→ INFORMATION GIVEN:
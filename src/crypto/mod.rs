pub mod password;

pub use password::{hash_password, hash_password_blocking, verify_password, verify_password_blocking};
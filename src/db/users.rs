use sqlx::{Pool, Sqlite};
use uuid::Uuid;
use crate::db::models::User;
use crate::error::AppError;

pub struct UserRepository;

impl UserRepository {
    /// Insert a new user. A UNIQUE violation on `username` maps to
    /// `DuplicateUsername`, which also covers two racing registrations.
    pub async fn create(
        pool: &Pool<Sqlite>,
        username: &str,
        password_hash: &str,
    ) -> Result<User, AppError> {
        let id = Uuid::new_v4().to_string();
        let created_at = chrono::Utc::now().timestamp();

        let user = sqlx::query_as::<_, User>(
            r#"
INSERT INTO users (id, username, password_hash, created_at)
VALUES (?, ?, ?, ?)
RETURNING *
            "#,
        )
        .bind(&id)
        .bind(username)
        .bind(password_hash)
        .bind(created_at)
        .fetch_one(pool)
        .await
        .map_err(|e| {
            let unique = e
                .as_database_error()
                .map(|db_err| db_err.is_unique_violation())
                .unwrap_or(false);
            if unique {
                AppError::DuplicateUsername
            } else {
                AppError::Database(e)
            }
        })?;

        Ok(user)
    }

    pub async fn get_by_username(
        pool: &Pool<Sqlite>,
        username: &str,
    ) -> Result<Option<User>, AppError> {
        let user = sqlx::query_as::<_, User>(
            "SELECT * FROM users WHERE username = ?"
        )
        .bind(username)
        .fetch_optional(pool)
        .await?;

        Ok(user)
    }

    pub async fn exists(pool: &Pool<Sqlite>, username: &str) -> Result<bool, AppError> {
        let found: Option<(String,)> = sqlx::query_as("SELECT id FROM users WHERE username = ?")
            .bind(username)
            .fetch_optional(pool)
            .await?;

        Ok(found.is_some())
    }

    pub async fn count(pool: &Pool<Sqlite>) -> Result<i64, AppError> {
        let (count,): (i64,) = sqlx::query_as("SELECT COUNT(*) FROM users")
            .fetch_one(pool)
            .await?;

        Ok(count)
    }
}

#[cfg(test)]
mod tests {
    use super::*;
    use crate::db::test_pool;

    #[tokio::test]
    async fn test_create_and_lookup() {
        let pool = test_pool().await;

        let user = UserRepository::create(&pool, "alice", "$argon2id$fake").await.unwrap();
        assert_eq!(user.username, "alice");

        let by_name = UserRepository::get_by_username(&pool, "alice").await.unwrap().unwrap();
        assert_eq!(by_name.id, user.id);

        assert!(UserRepository::exists(&pool, "alice").await.unwrap());
    }

    #[tokio::test]
    async fn test_duplicate_username_rejected_by_constraint() {
        let pool = test_pool().await;

        UserRepository::create(&pool, "alice", "h1").await.unwrap();
        let err = UserRepository::create(&pool, "alice", "h2").await.unwrap_err();

        assert!(matches!(err, AppError::DuplicateUsername));
        assert_eq!(UserRepository::count(&pool).await.unwrap(), 1);
    }

    #[tokio::test]
    async fn test_username_is_case_sensitive() {
        let pool = test_pool().await;

        UserRepository::create(&pool, "alice", "h1").await.unwrap();
        UserRepository::create(&pool, "Alice", "h2").await.unwrap();

        assert_eq!(UserRepository::count(&pool).await.unwrap(), 2);
        assert!(!UserRepository::exists(&pool, "ALICE").await.unwrap());
    }
}
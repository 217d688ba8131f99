use std::sync::Arc;
use sqlx::{Pool, Sqlite};
use crate::config::Config;

#[derive(Clone)]
pub struct AppState {
    pub db: Pool<Sqlite>,
    pub config: Arc<Config>,
}
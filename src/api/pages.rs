use axum::{response::Html, Extension};

use crate::api::middleware::Identity;

const INDEX_HTML: &str = include_str!("../../templates/index.html");
const DASHBOARD_HTML: &str = include_str!("../../templates/dashboard.html");

/// GET /
pub async fn index() -> Html<&'static str> {
    Html(INDEX_HTML)
}

/// GET /dashboard (requires session)
pub async fn dashboard(Extension(identity): Extension<Identity>) -> Html<&'static str> {
    tracing::debug!(user_id = %identity.user_id, username = %identity.username, "Serving dashboard");
    Html(DASHBOARD_HTML)
}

→ TASK PROMPT: Search the listing for the word "FROM", and copy every line in which it is found.

→ WRITTEN RESPONSE:
            "SELECT * FROM users WHERE username = ?"
        let found: Option<(String,)> = sqlx::query_as("SELECT id FROM users WHERE username = ?")
        let (count,): (i64,) = sqlx::query_as("SELECT COUNT(*) FROM users")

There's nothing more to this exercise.